Sturmtiger (Assault Tiger) was a World War II German assault gun built on the Tiger I chassis and armed with a 380mm rocket-propelled mortar. The official German designation was Sturmmörserwagen 606/4 mit 38 cm RW 61. Its primary task was to provide heavy fire support for infantry units fighting in urban areas. The few vehicles produced fought in the Warsaw Uprising, the Battle of the Bulge and the Battle of the Reichswald. The fighting vehicle was known by various informal names, among which the Sturmtiger became the most popular.

==Development==
The idea for a heavy infantry support vehicle capable of demolishing heavily defended buildings or fortified areas with a single shot came out of the experiences of the heavy urban fighting in the Battle of Stalingrad in 1942. At the time, the Wehrmacht had only the Sturm-Infanteriegeschütz 33B available for destroying buildings, a Sturmgeschütz III variant armed with a 15 cm sIG 33 heavy infantry gun. Twelve of them were lost in the fighting at Stalingrad. Its successor, the Sturmpanzer IV, also known by Allies as Brummbär, was in production from early 1943. This was essentially an improved version of the earlier design, mounting a StuH 43 L/12 gun of the same caliber on the Panzer IV chassis with greatly improved armour protection.

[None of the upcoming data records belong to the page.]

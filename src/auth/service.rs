// Authentication service - business logic layer

use chrono::{Duration, Utc};
use rand::{distributions::Alphanumeric, Rng};

use crate::auth::{
    error::AuthError,
    models::{AuthResponse, RegisterRequest, UserResponse},
    password::PasswordService,
    repository::{TokenRepository, UserRepository},
    token::TokenService,
};
use crate::loyalty::{repository::LoyaltyRepository, REFERRAL_BONUS_POINTS};

/// Authentication service coordinating all auth operations
#[derive(Clone)]
pub struct AuthService {
    user_repo: UserRepository,
    token_repo: TokenRepository,
    token_service: std::sync::Arc<TokenService>,
    loyalty_repo: LoyaltyRepository,
}

impl AuthService {
    /// Create a new AuthService
    pub fn new(
        user_repo: UserRepository,
        token_repo: TokenRepository,
        token_service: std::sync::Arc<TokenService>,
        loyalty_repo: LoyaltyRepository,
    ) -> Self {
        Self {
            user_repo,
            token_repo,
            token_service,
            loyalty_repo,
        }
    }

    /// Register a new customer account
    ///
    /// Validates password strength, hashes the password, assigns a unique
    /// referral code, and credits the referrer's loyalty balance when a
    /// valid referral code accompanies the registration.
    pub async fn register(&self, request: RegisterRequest) -> Result<AuthResponse, AuthError> {
        PasswordService::validate_password_strength(&request.password)?;

        // Resolve the referrer before creating anything
        let referrer = match request.referral_code.as_deref() {
            Some(code) if !code.trim().is_empty() => {
                let referrer = self
                    .user_repo
                    .find_by_referral_code(code.trim())
                    .await?
                    .ok_or(AuthError::UnknownReferralCode)?;
                Some(referrer)
            }
            _ => None,
        };

        let password_hash = PasswordService::hash_password(&request.password)?;
        let referral_code = self.generate_unique_referral_code().await?;

        let user = self
            .user_repo
            .create_user(
                &request.email,
                &password_hash,
                request.date_of_birth,
                &referral_code,
                referrer.as_ref().map(|r| r.id),
            )
            .await?;

        tracing::info!("Registered user {} ({})", user.id, user.email);

        // Referral bonus goes to the referrer, not the new account
        if let Some(referrer) = referrer {
            self.loyalty_repo
                .credit_points(referrer.id, REFERRAL_BONUS_POINTS, "Referral bonus")
                .await
                .map_err(|e| AuthError::DatabaseError(e.to_string()))?;
            tracing::info!(
                "Credited {} referral points to user {}",
                REFERRAL_BONUS_POINTS,
                referrer.id
            );
        }

        self.issue_tokens(user).await
    }

    /// Login a user with email and password
    pub async fn login(&self, email: &str, password: &str) -> Result<AuthResponse, AuthError> {
        let user = self
            .user_repo
            .find_by_email(email)
            .await?
            .ok_or(AuthError::InvalidCredentials)?;

        if !PasswordService::verify_password(password, &user.password_hash)? {
            tracing::warn!("Failed login attempt for {}", email);
            return Err(AuthError::InvalidCredentials);
        }

        self.issue_tokens(user).await
    }

    /// Rotate a refresh token into a fresh token pair
    pub async fn refresh_tokens(&self, refresh_token: &str) -> Result<AuthResponse, AuthError> {
        let claims = self.token_service.validate_refresh_token(refresh_token)?;

        // The token must also exist server-side and be unexpired
        self.token_repo
            .verify_refresh_token(refresh_token)
            .await?
            .ok_or(AuthError::InvalidToken)?;

        let user = self
            .user_repo
            .find_by_id(claims.sub)
            .await?
            .ok_or(AuthError::UserNotFound)?;

        // Rotation: old token is dead once a new pair is issued
        self.token_repo.invalidate_token(refresh_token).await?;

        self.issue_tokens(user).await
    }

    /// Get current user information
    pub async fn get_current_user(&self, user_id: i32) -> Result<UserResponse, AuthError> {
        let user = self
            .user_repo
            .find_by_id(user_id)
            .await?
            .ok_or(AuthError::UserNotFound)?;

        Ok(user.into())
    }

    async fn issue_tokens(
        &self,
        user: crate::auth::models::User,
    ) -> Result<AuthResponse, AuthError> {
        let (access_token, refresh_token) =
            self.token_service
                .generate_token_pair(user.id, &user.email, user.role)?;

        let expires_at =
            Utc::now() + Duration::seconds(self.token_service.refresh_token_duration());
        self.token_repo
            .store_refresh_token(user.id, &refresh_token, expires_at)
            .await?;

        Ok(AuthResponse {
            access_token,
            refresh_token,
            user: user.into(),
        })
    }

    /// Generate an 8-character referral code, retrying on collision
    async fn generate_unique_referral_code(&self) -> Result<String, AuthError> {
        for _ in 0..5 {
            let code: String = rand::thread_rng()
                .sample_iter(&Alphanumeric)
                .take(8)
                .map(char::from)
                .collect::<String>()
                .to_uppercase();

            if !self.user_repo.referral_code_exists(&code).await? {
                return Ok(code);
            }
        }

        Err(AuthError::DatabaseError(
            "could not allocate a unique referral code".to_string(),
        ))
    }
}
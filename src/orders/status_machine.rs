use crate::orders::OrderStatus;

/// Service for managing order status transitions
pub struct StatusMachine;

impl StatusMachine {
    /// Check if a status transition is valid
    ///
    /// # Valid Transitions
    /// - Pending → Preparing, Cancelled
    /// - Preparing → Ready, Cancelled
    /// - Ready → Completed, Cancelled
    /// - Completed → Cancelled (refund scenario)
    /// - Cancelled → (no transitions allowed except to itself)
    /// - Any status → Same status (idempotent)
    pub fn is_valid_transition(from: OrderStatus, to: OrderStatus) -> bool {
        // Same status is always valid (idempotent)
        if from == to {
            return true;
        }

        match (from, to) {
            (OrderStatus::Pending, OrderStatus::Preparing) => true,
            (OrderStatus::Pending, OrderStatus::Cancelled) => true,

            (OrderStatus::Preparing, OrderStatus::Ready) => true,
            (OrderStatus::Preparing, OrderStatus::Cancelled) => true,

            (OrderStatus::Ready, OrderStatus::Completed) => true,
            (OrderStatus::Ready, OrderStatus::Cancelled) => true,

            (OrderStatus::Completed, OrderStatus::Cancelled) => true,

            // From Cancelled - no transitions allowed (except to itself, handled above)
            (OrderStatus::Cancelled, _) => false,

            _ => false,
        }
    }

    /// Attempt to transition from one status to another
    ///
    /// # Returns
    /// `Ok(to)` if the transition is valid, `Err(message)` otherwise
    pub fn transition(from: OrderStatus, to: OrderStatus) -> Result<OrderStatus, String> {
        if Self::is_valid_transition(from, to) {
            Ok(to)
        } else {
            Err(format!("Invalid status transition from {} to {}", from, to))
        }
    }
}

#[cfg(test)]
mod tests {
    use super::*;

    #[test]
    fn test_happy_path_transitions() {
        assert!(StatusMachine::is_valid_transition(
            OrderStatus::Pending,
            OrderStatus::Preparing
        ));
        assert!(StatusMachine::is_valid_transition(
            OrderStatus::Preparing,
            OrderStatus::Ready
        ));
        assert!(StatusMachine::is_valid_transition(
            OrderStatus::Ready,
            OrderStatus::Completed
        ));
    }

    #[test]
    fn test_cancellation_from_active_states() {
        for from in [
            OrderStatus::Pending,
            OrderStatus::Preparing,
            OrderStatus::Ready,
            OrderStatus::Completed,
        ] {
            assert!(StatusMachine::is_valid_transition(from, OrderStatus::Cancelled));
        }
    }

    #[test]
    fn test_cancelled_is_terminal() {
        for to in [
            OrderStatus::Pending,
            OrderStatus::Preparing,
            OrderStatus::Ready,
            OrderStatus::Completed,
        ] {
            assert!(!StatusMachine::is_valid_transition(OrderStatus::Cancelled, to));
        }
    }

    #[test]
    fn test_same_status_is_idempotent() {
        for status in [
            OrderStatus::Pending,
            OrderStatus::Preparing,
            OrderStatus::Ready,
            OrderStatus::Completed,
            OrderStatus::Cancelled,
        ] {
            assert!(StatusMachine::is_valid_transition(status, status));
        }
    }

    #[test]
    fn test_no_skipping_forward() {
        assert!(!StatusMachine::is_valid_transition(
            OrderStatus::Pending,
            OrderStatus::Ready
        ));
        assert!(!StatusMachine::is_valid_transition(
            OrderStatus::Pending,
            OrderStatus::Completed
        ));
        assert!(!StatusMachine::is_valid_transition(
            OrderStatus::Preparing,
            OrderStatus::Completed
        ));
    }

    #[test]
    fn test_no_moving_backward() {
        assert!(!StatusMachine::is_valid_transition(
            OrderStatus::Ready,
            OrderStatus::Preparing
        ));
        assert!(!StatusMachine::is_valid_transition(
            OrderStatus::Completed,
            OrderStatus::Pending
        ));
    }

    #[test]
    fn test_transition_returns_error_message() {
        let result = StatusMachine::transition(OrderStatus::Cancelled, OrderStatus::Pending);
        assert!(result.is_err());
        assert!(result.unwrap_err().contains("cancelled"));
    }
}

While greatly improved compared to the earlier models, by this time infantry anti-tank weapons were improving dramatically, and the Wehrmacht still saw a need for a similar, but more heavily armoured and armed vehicle. Therefore, a decision was made to create a new vehicle based on the Tiger tank and arm it with a 210 mm howitzer. However, this weapon turned out not to be available at the time and was therefore replaced by a 380 mm rocket launcher, which was adapted from a Kriegsmarine depth charge launcher.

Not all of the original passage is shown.